Le temps pendant la visite avec Raul passe à une vitesse folle tant nous sommes captivés par l’histoire et l’ingéniosité des incas. Mais toute chose à une fin, et Raul nous quitte à notre grand regret. Nous sommes alors libres de vagabonder entre les murs chargés de mystère de la cité inca, dont la construction aurait duré près d’un siècle, et que les incas auraient abandonné après 5 à 7 années d’occupation seulement sous la pression destructrice des conquistadors espagnols. Au cours de l’après-midi, le site se vide peu à peu de ses touristes, rendu à ses habitants permanents : les lamas. Le soleil rasant éclaire la cité engloutie qui s’enflamme des couleurs chaudes du soir. Une ambiance particulière tombe sur Machu Picchu, la tranquillité et le silence se propageant entre les pierres pour chasser le passage des touristes et rendre au site sa pureté historique naturelle. Machu Picchu est bel et bien un site unique.





Nous ne sommes pas au bout de nos surprises en terme de prouesses technologiques que maîtrisaient les incas. Avant notre visite de Machu Picchu, nous avons rencontré Freddy Pacheco de Cajaro à la Casa Elena, à Cusco. Freddy est architecte et travaille pour l’INC (l’Instituto Nacional de la Cultura, institut en charge, entre autres, de valoriser le patrimoine archéologique du Pérou). Il a une excellente connaissance de l’autre grande cité perdue des incas : Choquequirao. Choquequirao est également perchée au sommet d’une montagne, et domine de plus de 1500 m la profonde vallée du rio Apurimac, considéré comme la source principale du fleuve Amazone. Contrairement à Machu Picchu, Choquequirao est toujours en cours de restauration, et Freddy estime que 20% de la cité seulement ont été restaurés.

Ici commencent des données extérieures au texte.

use crate::events::{OrderSummary, SwitcherEvent};
use tokio::sync::broadcast;
use tracing::trace;

use super::entry::WindowEntry;

/// Подписчик на изменения порядка (обычно графическая оболочка)
pub trait OrderObserver: Send + Sync {
    fn order_changed(&self, summary: &OrderSummary, entries: &[WindowEntry]);

    /// Восстановление пропущено: текущий порядок уже исходный
    fn restore_skipped(&self) {}
}

/// Пересылает изменения порядка в общий broadcast канал событий
pub struct BroadcastObserver {
    sender: broadcast::Sender<SwitcherEvent>,
}

impl BroadcastObserver {
    pub fn new(sender: broadcast::Sender<SwitcherEvent>) -> Self {
        Self { sender }
    }

    fn publish(&self, event: SwitcherEvent) {
        // Ошибка означает лишь отсутствие подписчиков
        if self.sender.send(event).is_err() {
            trace!("Нет подписчиков на события порядка");
        }
    }
}

impl OrderObserver for BroadcastObserver {
    fn order_changed(&self, summary: &OrderSummary, _entries: &[WindowEntry]) {
        self.publish(SwitcherEvent::OrderChanged(summary.clone()));
    }

    fn restore_skipped(&self) {
        self.publish(SwitcherEvent::RestoreSkipped);
    }
}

« Choquequirao », nous explique Freddy, « est bien différente de Machu Picchu. Tout d’abord, les pierres utilisées sont de natures différentes. Construite sur le versant sud de la Cordillère Vilcabamba (alors que Machu Picchu fut construite sur son versant nord), il n’y a pas de granite à proximité de Choquequirao. En revanche, les pierres que l’on y trouve sont des micaschistes et des gneiss, roches plus faciles à tailler que le granite car elles sont foliées, c'est-à-dire composées de couches minérales parallèles entre elles qui facilitent le clivage de la roche. » En Europe, les lauzes utilisées comme couverture des chalets alpins sont un bon équivalent des micaschistes, ainsi que les ardoises. « Nous avons noté des différences architecturales entre Machu Picchu et Choquequirao, ainsi qu’au sein même de Choquequirao. Par exemple, les pierres de gneiss, utilisées pour construire certains murs de soutènement de terrasses agricoles, sont disposées horizontalement. En revanche, les pierres de micaschistes sont disposées verticalement. Les micaschistes étant des roches très tendres, elles ne résistent pas au poids du mur sus-jacent si elles sont disposées horizontalement. Disposées verticalement, elles résistent sans problème. Les incas savaient donc parfaitement adapter leur architecture à la nature des pierres qu’ils utilisaient. »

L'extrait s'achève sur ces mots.